Em Belo Horizonte, o escritório Lima Netto Carvalho Abreu Mayrink Sociedade de Advogados viu uma de suas principais colaboradoras se mudar, por questões pessoais, para os Estados Unidos. Para não perder aquele talento, foi feito um acordo para uma primeira experiência a distância. Hoje, passado o período de adaptação e com o sucesso da experiência, o sócio do escritório, Cristiano Mayrink, já aceita repetir o desafio.

“Não sofremos com uma dificuldade comum nesses casos, que é o fuso horário. Temos uma ou duas horas na frente, dependendo se estamos em horário de verão ou não. Outro ponto a nosso favor, é que como ela era uma colaboradora com mais de 10 anos de casa, não houve uma dificuldade em relação à cultura da empresa, mas existiu, sim, alguma perda no relacionamento com os liderados, especialmente logo no início. Hoje existe um ferramental tecnológico que permite uma interação de qualidade. Fazemos reuniões on-line semanais de alinhamento e sempre que necessário entramos em contato imediatamente. Se fosse antes da pandemia, teríamos uma maior resistência a essa solução, mas não perderíamos a profissional. Já tínhamos uma experiência parecida com sócios que tinham ido fazer mestrado no exterior antes da pandemia, mas eram outros tempos e a mentalidade era muito diferente de hoje. Essa opção é importante para reter talentos. Temos que ser mais flexíveis se quisermos contar com pessoas qualificadas. Para cargos estratégicos eu repetiria a experiência que tem sido bastante exitosa”, afirma Mayrink.
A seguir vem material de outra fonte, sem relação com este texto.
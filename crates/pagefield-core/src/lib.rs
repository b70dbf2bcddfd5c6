use std::sync::Arc;
use std::time::Duration;

use serde_json::{Map, Value};

pub mod auth;
pub mod channel;
pub mod config_file;
pub mod export;
pub mod history;
pub mod model;
pub mod orchestrator;
pub mod page;
pub mod raster;
pub mod rate_limit;
pub mod worker;

// Re-export for convenience
pub use auth::{Authorizer, Credentials, Principal, StaticAuthorizer};
pub use channel::{DocumentReporter, ProgressEvent, ProgressReceiver, ProgressSender, progress_channel};
pub use export::{ArtifactRef, ArtifactStore, ExportError, ExportFormat, Exporter};
pub use history::{
    ContributorStats, HistoryEntry, HistoryError, HistoryFilter, HistorySink, HistoryStats,
    HistorySummary, SqliteHistory,
};
pub use model::FieldExtractor;
pub use model::gemini::{GeminiExtractor, ModelConfig};
pub use orchestrator::{AdmissionError, FinalResult, JobEvent, JobOrchestrator, JobRequest, JobStream};
pub use page::{PageExtractor, PageOutcome, PageState, SkipReason};
pub use raster::{PageImage, RasterError, Rasterizer};
pub use rate_limit::{AdaptiveLimiter, ExtractError, RetryPolicy, ThrottledExtractor};
pub use worker::ExtractionWorker;

/// A submitted document awaiting extraction.
///
/// The bytes are immutable and reference-counted so the page-count pre-pass
/// and the owning worker can both read them without copying.
#[derive(Clone)]
pub struct Document {
    pub name: String,
    pub data: Arc<[u8]>,
}

impl Document {
    pub fn new(name: impl Into<String>, data: impl Into<Arc<[u8]>>) -> Self {
        Self {
            name: name.into(),
            data: data.into(),
        }
    }

    /// Build a document from an uploaded file, sanitizing the file name.
    pub fn from_upload(filename: &str, data: impl Into<Arc<[u8]>>) -> Self {
        Self::new(sanitize_document_name(filename), data)
    }
}

impl std::fmt::Debug for Document {
    fn fmt(&self, f: &mut std::fmt::Formatter<'_>) -> std::fmt::Result {
        f.debug_struct("Document")
            .field("name", &self.name)
            .field("bytes", &self.data.len())
            .finish()
    }
}

/// Keep alphanumerics, spaces, `.` and `_`; fall back to `document.pdf`.
pub fn sanitize_document_name(filename: &str) -> String {
    let base = filename.rsplit(['/', '\\']).next().unwrap_or(filename);
    let cleaned: String = base
        .chars()
        .filter(|c| c.is_alphanumeric() || matches!(c, ' ' | '.' | '_'))
        .collect();
    let cleaned = cleaned.trim().trim_start_matches('.').to_string();
    if cleaned.is_empty() {
        "document.pdf".to_string()
    } else {
        cleaned
    }
}

/// One structured row extracted from a page.
#[derive(Debug, Clone, PartialEq)]
pub struct ExtractionRecord {
    pub document_name: String,
    /// 1-based page the row came from.
    pub page_number: usize,
    pub fields: Map<String, Value>,
}

impl ExtractionRecord {
    /// The record as a flat JSON object, provenance tags last so they win over
    /// any model-supplied field of the same name.
    pub fn to_json(&self) -> Map<String, Value> {
        let mut out = self.fields.clone();
        out.insert("page_number".into(), Value::from(self.page_number));
        out.insert(
            "document_name".into(),
            Value::String(self.document_name.clone()),
        );
        out
    }
}

/// Pipeline tuning shared by every job an orchestrator runs.
#[derive(Debug, Clone)]
pub struct Config {
    pub retry: RetryPolicy,
    /// Capacity of the worker → orchestrator progress channel.
    pub channel_capacity: usize,
    /// How long to wait for worker tasks to exit after their terminal event.
    pub join_grace: Duration,
    /// How long a cancelled job waits for workers before aborting them.
    pub cancel_grace: Duration,
}

impl Default for Config {
    fn default() -> Self {
        Self {
            retry: RetryPolicy::default(),
            channel_capacity: 256,
            join_grace: Duration::from_secs(5),
            cancel_grace: Duration::from_secs(2),
        }
    }
}

/// Round to two decimal places.
pub fn round2(value: f64) -> f64 {
    (value * 100.0).round() / 100.0
}

/// `total / count` rounded to two places, or 0 when `count` is 0.
pub fn per_row(total: f64, count: usize) -> f64 {
    if count == 0 {
        0.0
    } else {
        round2(total / count as f64)
    }
}

#[cfg(test)]
mod tests {
    use super::*;

    #[test]
    fn sanitize_strips_path_and_symbols() {
        assert_eq!(sanitize_document_name("../../etc/pass*wd.pdf"), "passwd.pdf");
        assert_eq!(sanitize_document_name("C:\\docs\\invoice #7.pdf"), "invoice 7.pdf");
        assert_eq!(sanitize_document_name("report_2024 final.pdf"), "report_2024 final.pdf");
    }

    #[test]
    fn sanitize_empty_falls_back() {
        assert_eq!(sanitize_document_name("$$$"), "document.pdf");
        assert_eq!(sanitize_document_name("..."), "document.pdf");
    }

    #[test]
    fn record_json_tags_override_fields() {
        let mut fields = Map::new();
        fields.insert("total".into(), Value::from(12));
        fields.insert("page_number".into(), Value::from(99));
        let record = ExtractionRecord {
            document_name: "a.pdf".into(),
            page_number: 2,
            fields,
        };
        let json = record.to_json();
        assert_eq!(json["page_number"], Value::from(2));
        assert_eq!(json["document_name"], Value::from("a.pdf"));
        assert_eq!(json["total"], Value::from(12));
    }

    #[test]
    fn per_row_handles_zero() {
        assert_eq!(per_row(10.0, 0), 0.0);
        assert_eq!(per_row(10.0, 3), 3.33);
        assert_eq!(round2(66.666), 66.67);
    }
}
//! Per-document extraction worker.
//!
//! A worker rasterizes one document, runs every page through the
//! [`PageExtractor`] in order and reports through its [`DocumentReporter`].
//! Workers share nothing with each other; everything they produce goes over
//! the progress channel.

use std::any::Any;
use std::panic::AssertUnwindSafe;
use std::sync::Arc;

use futures_util::FutureExt;
use tokio::task::JoinHandle;
use tokio::time::Instant;
use tokio_util::sync::CancellationToken;

use crate::channel::DocumentReporter;
use crate::model::FieldExtractor;
use crate::page::{PageExtractor, SkipReason};
use crate::raster::{RasterError, Rasterizer};
use crate::rate_limit::RetryPolicy;
use crate::{Document, ExtractionRecord, round2};

pub struct ExtractionWorker {
    rasterizer: Arc<dyn Rasterizer>,
    pages: PageExtractor,
}

impl ExtractionWorker {
    pub fn new(
        rasterizer: Arc<dyn Rasterizer>,
        extractor: Arc<dyn FieldExtractor>,
        policy: RetryPolicy,
    ) -> Self {
        Self {
            rasterizer,
            pages: PageExtractor::new(extractor, policy),
        }
    }

    /// Extract one document, emitting a `PageProgress` per page and exactly
    /// one terminal event. Returns without a terminal event only when
    /// `cancel` fires.
    pub async fn run(
        &self,
        document: Document,
        instructions: Arc<str>,
        reporter: DocumentReporter,
        cancel: CancellationToken,
    ) {
        let name = document.name.clone();
        tracing::info!(document = %name, "worker started");

        let rasterizer = Arc::clone(&self.rasterizer);
        let data = Arc::clone(&document.data);
        let rendered = tokio::task::spawn_blocking(move || rasterizer.rasterize(&data)).await;

        let images = match rendered {
            Ok(Ok(images)) if images.is_empty() => {
                reporter.fail(RasterError::Empty.to_string()).await;
                return;
            }
            Ok(Ok(images)) => images,
            Ok(Err(e)) => {
                tracing::error!(document = %name, error = %e, "rasterization failed");
                reporter.fail(e.to_string()).await;
                return;
            }
            Err(join) => {
                let message = if join.is_panic() {
                    panic_message(join.into_panic().as_ref())
                } else {
                    join.to_string()
                };
                tracing::error!(document = %name, error = %message, "rasterizer panicked");
                reporter
                    .fail(format!("rasterization panicked: {message}"))
                    .await;
                return;
            }
        };

        let start = Instant::now();
        let total_pages = images.len();
        let mut records = Vec::new();
        let mut skipped_pages = Vec::new();

        for (idx, image) in images.iter().enumerate() {
            if cancel.is_cancelled() {
                return;
            }
            let page_number = idx + 1;
            let outcome = self.pages.extract(image, &instructions, &cancel).await;

            match outcome.skipped {
                Some(SkipReason::Cancelled) => return,
                Some(_) => skipped_pages.push(page_number),
                None => records.extend(outcome.records.into_iter().map(|fields| {
                    ExtractionRecord {
                        document_name: name.clone(),
                        page_number,
                        fields,
                    }
                })),
            }

            let percent = round2(page_number as f64 / total_pages as f64 * 100.0);
            if !reporter.page(page_number, total_pages, percent).await {
                return;
            }
        }

        let elapsed = round2(start.elapsed().as_secs_f64());
        tracing::info!(
            document = %name,
            rows = records.len(),
            skipped = skipped_pages.len(),
            elapsed_secs = elapsed,
            "worker finished"
        );
        reporter.complete(elapsed, skipped_pages, records).await;
    }

    /// Run [`ExtractionWorker::run`] on its own task. A panic anywhere in the
    /// worker becomes a `DocumentFailed` event for its document.
    pub fn spawn_isolated(
        self: Arc<Self>,
        document: Document,
        instructions: Arc<str>,
        reporter: DocumentReporter,
        cancel: CancellationToken,
    ) -> JoinHandle<()> {
        let guard = reporter.clone();
        let name = document.name.clone();
        tokio::spawn(async move {
            let run = self.run(document, instructions, reporter, cancel);
            if let Err(panic) = AssertUnwindSafe(run).catch_unwind().await {
                let message = panic_message(panic.as_ref());
                tracing::error!(document = %name, error = %message, "worker panicked");
                if !guard.is_terminal() {
                    guard.fail(format!("worker panicked: {message}")).await;
                }
            }
        })
    }
}

fn panic_message(payload: &(dyn Any + Send)) -> String {
    if let Some(s) = payload.downcast_ref::<&str>() {
        (*s).to_string()
    } else if let Some(s) = payload.downcast_ref::<String>() {
        s.clone()
    } else {
        "unknown panic".to_string()
    }
}

#[cfg(test)]
mod tests {
    use super::*;
    use crate::channel::{ProgressEvent, progress_channel};
    use crate::model::mock::{MockExtractor, MockResponse};
    use crate::raster::mock::{MockRasterizer, page_key, pdf};
    use serde_json::json;

    fn worker(extractor: MockExtractor) -> Arc<ExtractionWorker> {
        Arc::new(ExtractionWorker::new(
            Arc::new(MockRasterizer::new()),
            Arc::new(extractor),
            RetryPolicy::default(),
        ))
    }

    async fn collect(mut rx: crate::ProgressReceiver) -> Vec<ProgressEvent> {
        let mut events = Vec::new();
        while let Some(ev) = rx.recv().await {
            events.push(ev);
        }
        events
    }

    #[tokio::test]
    async fn emits_pages_then_completion() {
        let w = worker(MockExtractor::new(MockResponse::Records(json!([{"k": 1}]))));
        let (tx, rx) = progress_channel(16);
        let reporter = DocumentReporter::new("inv.pdf", tx);

        w.spawn_isolated(
            Document::new("inv.pdf", pdf("inv", 3)),
            Arc::from("fields"),
            reporter,
            CancellationToken::new(),
        )
        .await
        .unwrap();

        let events = collect(rx).await;
        assert_eq!(events.len(), 4);
        let percents: Vec<f64> = events
            .iter()
            .filter_map(|e| match e {
                ProgressEvent::PageProgress { percent, .. } => Some(*percent),
                _ => None,
            })
            .collect();
        assert_eq!(percents, vec![33.33, 66.67, 100.0]);

        match &events[3] {
            ProgressEvent::DocumentCompleted {
                row_count,
                records,
                skipped_pages,
                ..
            } => {
                assert_eq!(*row_count, 3);
                assert!(skipped_pages.is_empty());
                assert_eq!(records[2].page_number, 3);
                assert_eq!(records[2].document_name, "inv.pdf");
            }
            other => panic!("expected DocumentCompleted, got {other:?}"),
        }
    }

    #[tokio::test]
    async fn skipped_page_is_recorded() {
        let w = worker(
            MockExtractor::new(MockResponse::Records(json!([{"k": 1}])))
                .with_script(page_key("d", 2), vec![MockResponse::Error("bad".into())]),
        );
        let (tx, rx) = progress_channel(16);

        w.run(
            Document::new("d.pdf", pdf("d", 3)),
            Arc::from("fields"),
            DocumentReporter::new("d.pdf", tx),
            CancellationToken::new(),
        )
        .await;

        let events = collect(rx).await;
        assert!(matches!(
            events.last(),
            Some(ProgressEvent::DocumentCompleted { row_count: 2, skipped_pages, .. }) if skipped_pages == &vec![2]
        ));
    }

    #[tokio::test]
    async fn extractor_panic_becomes_document_failed() {
        let w = worker(MockExtractor::new(MockResponse::Panic));
        let (tx, rx) = progress_channel(16);

        w.spawn_isolated(
            Document::new("p.pdf", pdf("p", 2)),
            Arc::from("fields"),
            DocumentReporter::new("p.pdf", tx),
            CancellationToken::new(),
        )
        .await
        .unwrap();

        let events = collect(rx).await;
        assert_eq!(events.len(), 1);
        assert!(matches!(
            &events[0],
            ProgressEvent::DocumentFailed { error, .. } if error.contains("panicked")
        ));
    }

    #[tokio::test]
    async fn rasterizer_failures_become_document_failed() {
        for data in [b"corrupt".to_vec(), b"panic".to_vec(), pdf("e", 0)] {
            let w = worker(MockExtractor::new(MockResponse::Text("[]".into())));
            let (tx, rx) = progress_channel(4);
            w.spawn_isolated(
                Document::new("bad.pdf", data),
                Arc::from("fields"),
                DocumentReporter::new("bad.pdf", tx),
                CancellationToken::new(),
            )
            .await
            .unwrap();

            let events = collect(rx).await;
            assert_eq!(events.len(), 1);
            assert!(matches!(events[0], ProgressEvent::DocumentFailed { .. }));
        }
    }

    #[tokio::test]
    async fn cancelled_worker_sends_no_terminal_event() {
        let w = worker(MockExtractor::new(MockResponse::Hang));
        let (tx, rx) = progress_channel(4);
        let cancel = CancellationToken::new();
        cancel.cancel();

        w.spawn_isolated(
            Document::new("c.pdf", pdf("c", 2)),
            Arc::from("fields"),
            DocumentReporter::new("c.pdf", tx),
            cancel,
        )
        .await
        .unwrap();

        assert!(collect(rx).await.is_empty());
    }
}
Com escritórios em Belo Horizonte e São Paulo, a EstrelaBet tem colaboradores em diversos países da Europa e também no interior do Brasil, distante dos escritórios. Segundo o head of People and Culture da EstrelaBet, Gabriel Santos, o segredo para uma boa gestão de trabalhadores remotos, especialmente fora do Brasil, é o mapeamento dos processos e estabelecimento de metas claras e acompanhamento constante, sem que isso se torne uma prática que invada a privacidade e diminua a autonomia do colaborador.

“Antes da pandemia esse movimento de contratação fora da cidade-base já existia e nós perdíamos colaboradores brasileiros para empresas estrangeiras. O que temos hoje é uma revolução social. O que mudou foram as opções. No passado não havia tantas opções para trabalhar em grandes empresas. Hoje a empresa tem que agregar outros valores além da remuneração para manter o colaborador. Na EstrelaBet temos vários casos, como brasileiros que viraram nômades e de estrangeiros trabalhando em outro país que não é o de origem e nem o Brasil. Temos, por exemplo, um dinamarquês trabalhando da Grécia. O que aprendemos é que existem algumas questões culturais e outras estruturais que atrapalham. Para a questão do fuso horário, estabelecemos uma comunicação assíncrona que tem funcionado muito bem. Investimos em ferramentas que monitoram os ciclos de entrega das tarefas. Os processos devem ser mapeados, documentados e comunicados. E é necessário fazer uma boa integração desses colaboradores remotos com o restante da equipe. Hoje fazemos questão de ter, pelo menos, um evento anual para reunir todo mundo presencialmente. Esse é um momento especial que precisa ser aproveitado ao máximo, gerando não apenas satisfação no trabalho como também pessoal. Ele precisa se justificar pelo aspecto do tempo, do custo e das questões ambientais envolvidas”, destaca Santos.

Ser uma nativa digital, em certo grau, facilita para a Vurdere – plataforma de engajamento para comércio eletrônico – no estabelecimento de uma cultura corporativa que comporte trabalhadores em diferentes países. Isso, porém, segundo o cofundador da Vurdere, Daniel Pisano, não o desobriga de cuidar para que a gestão seja ajustada e transformada em diferencial competitivo na batalha global por talentos.

A empresa tem sede na Holanda e escritório virtual em São Paulo. Os clientes estão espalhados pela Europa e América do Sul.

“Temos que fazer interações com qualidade e frequência para garantir a comunicação. Utilizamos muito as videoconferências. O principal é utilizar ferramentas que proporcionem uma gestão capaz de estabelecer metas claras e acompanhar os processos. Enquanto as big techs estão levando os colaboradores de volta para os escritórios, vejo que as empresas que fazem uma boa gestão do trabalho remoto estão criando um diferencial para atrair e manter bons talentos no mundo todo”, completa Pisano.